Seul le gros village de Meteti, situé sur la route trans-américaine et où je fais régulièrement étape, dénombre quelques cas positifs.
Mais côté Colombien, j’ai appris hier que trois personnes sont mortes dans les villages indigènes proches de la frontière, il s’agit de la partie la plus pauvre du pays et le gouvernement colombien s’inquiète de cette situation.

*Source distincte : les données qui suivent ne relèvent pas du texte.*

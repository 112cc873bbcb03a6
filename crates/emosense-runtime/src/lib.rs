//! EmoSense Runtime - Perception loop and session orchestration
//!
//! Every tick of the perception loop runs these stages:
//! 1. Skip if the previous detection is still in flight
//! 2. Snapshot the current video frame
//! 3. Request detections (the only suspension point)
//! 4. Resolve the first face into a label
//! 5. Publish the label
//! 6. Redraw the overlay
//!
//! The session module performs the one-shot setup around the loop: model
//! loading, camera acquisition and the geolocation/map path.

pub mod config;
pub mod location;
pub mod logging;
pub mod perception;
pub mod session;
pub mod source;

pub use config::*;
pub use location::*;
pub use logging::*;
pub use perception::*;
pub use session::*;
pub use source::*;
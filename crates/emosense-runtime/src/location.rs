//! Geolocation and map display
//!
//! One-shot: ask for the position once, print it, and center a map on it.
//! Nothing here repeats.

use async_trait::async_trait;
use thiserror::Error;
use tracing::{info, warn};

use crate::{MapConfig, TextSink};

/// Geographic position in degrees
#[derive(Clone, Copy, Debug, PartialEq)]
pub struct Position {
    pub latitude: f64,
    pub longitude: f64,
}

impl Position {
    pub fn new(latitude: f64, longitude: f64) -> Self {
        Self {
            latitude,
            longitude,
        }
    }

    /// Position rounded to four decimal places, as displayed
    pub fn rounded(&self) -> Position {
        let round = |v: f64| (v * 10_000.0).round() / 10_000.0;
        Position::new(round(self.latitude), round(self.longitude))
    }
}

/// Geolocation failures; the messages are shown to the user as-is
#[derive(Error, Debug, Clone, Copy, PartialEq, Eq)]
pub enum GeoError {
    #[error("Location access denied.")]
    PermissionDenied,

    #[error("Location information is unavailable.")]
    PositionUnavailable,

    #[error("The request to get user location timed out.")]
    Timeout,

    #[error("An unknown error occurred.")]
    Unknown,

    #[error("Geolocation is not supported by this browser.")]
    Unsupported,
}

/// Geolocation capability
#[async_trait]
pub trait Geolocation: Send + Sync {
    async fn request_position(&self) -> Result<Position, GeoError>;
}

/// Map marker with a popup
#[derive(Clone, Debug, PartialEq)]
pub struct Marker {
    pub position: Position,
    pub popup: String,
}

/// Everything a map widget needs to show the user's position
#[derive(Clone, Debug, PartialEq)]
pub struct MapView {
    pub center: Position,
    pub zoom: u8,
    pub tile_url: String,
    pub attribution: String,
    pub marker: Marker,
}

impl MapView {
    pub fn centered_on(position: Position, config: &MapConfig) -> Self {
        MapView {
            center: position,
            zoom: config.zoom,
            tile_url: config.tile_url.clone(),
            attribution: config.attribution.clone(),
            marker: Marker {
                position,
                popup: config.popup.clone(),
            },
        }
    }
}

/// Map widget
pub trait MapDisplay: Send + Sync {
    fn show(&self, view: &MapView);
}

/// Location line shown to the user
pub fn format_position(position: &Position) -> String {
    format!("Lat: {:.4}, Lon: {:.4}", position.latitude, position.longitude)
}

/// Ask for the position once and report it
///
/// `geolocation` is `None` when the host has no geolocation capability.
/// Failures are written to `text` and returned; they are never fatal.
pub async fn locate(
    geolocation: Option<&dyn Geolocation>,
    text: &dyn TextSink,
    map: &dyn MapDisplay,
    config: &MapConfig,
) -> Result<Position, GeoError> {
    let result = match geolocation {
        Some(geolocation) => geolocation.request_position().await,
        None => Err(GeoError::Unsupported),
    };

    match result {
        Ok(position) => {
            let shown = position.rounded();
            text.set_text(&format_position(&shown));
            map.show(&MapView::centered_on(shown, config));
            info!(latitude = shown.latitude, longitude = shown.longitude, "position located");
            Ok(position)
        }
        Err(e) => {
            warn!(error = %e, "geolocation failed");
            text.set_text(&e.to_string());
            Err(e)
        }
    }
}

Dans tous les villages, les populations indigènes sont soumises au même contrôle que dans la capitale, Panama city. Tout le monde dispose d’une heure pour aller à la rivière et les hommes sont autorisés à se déplacer pour l’agriculture, chacun produisant à proximité du village quelques légumes pour la famille.
Le reste du temps
On reste confiné dans la « choza ».
« Il n’y a dehors que les chiens et les poules» me disait hier Daniel, un de mes contacts sur place avec lequel je me suis entretenue par téléphone.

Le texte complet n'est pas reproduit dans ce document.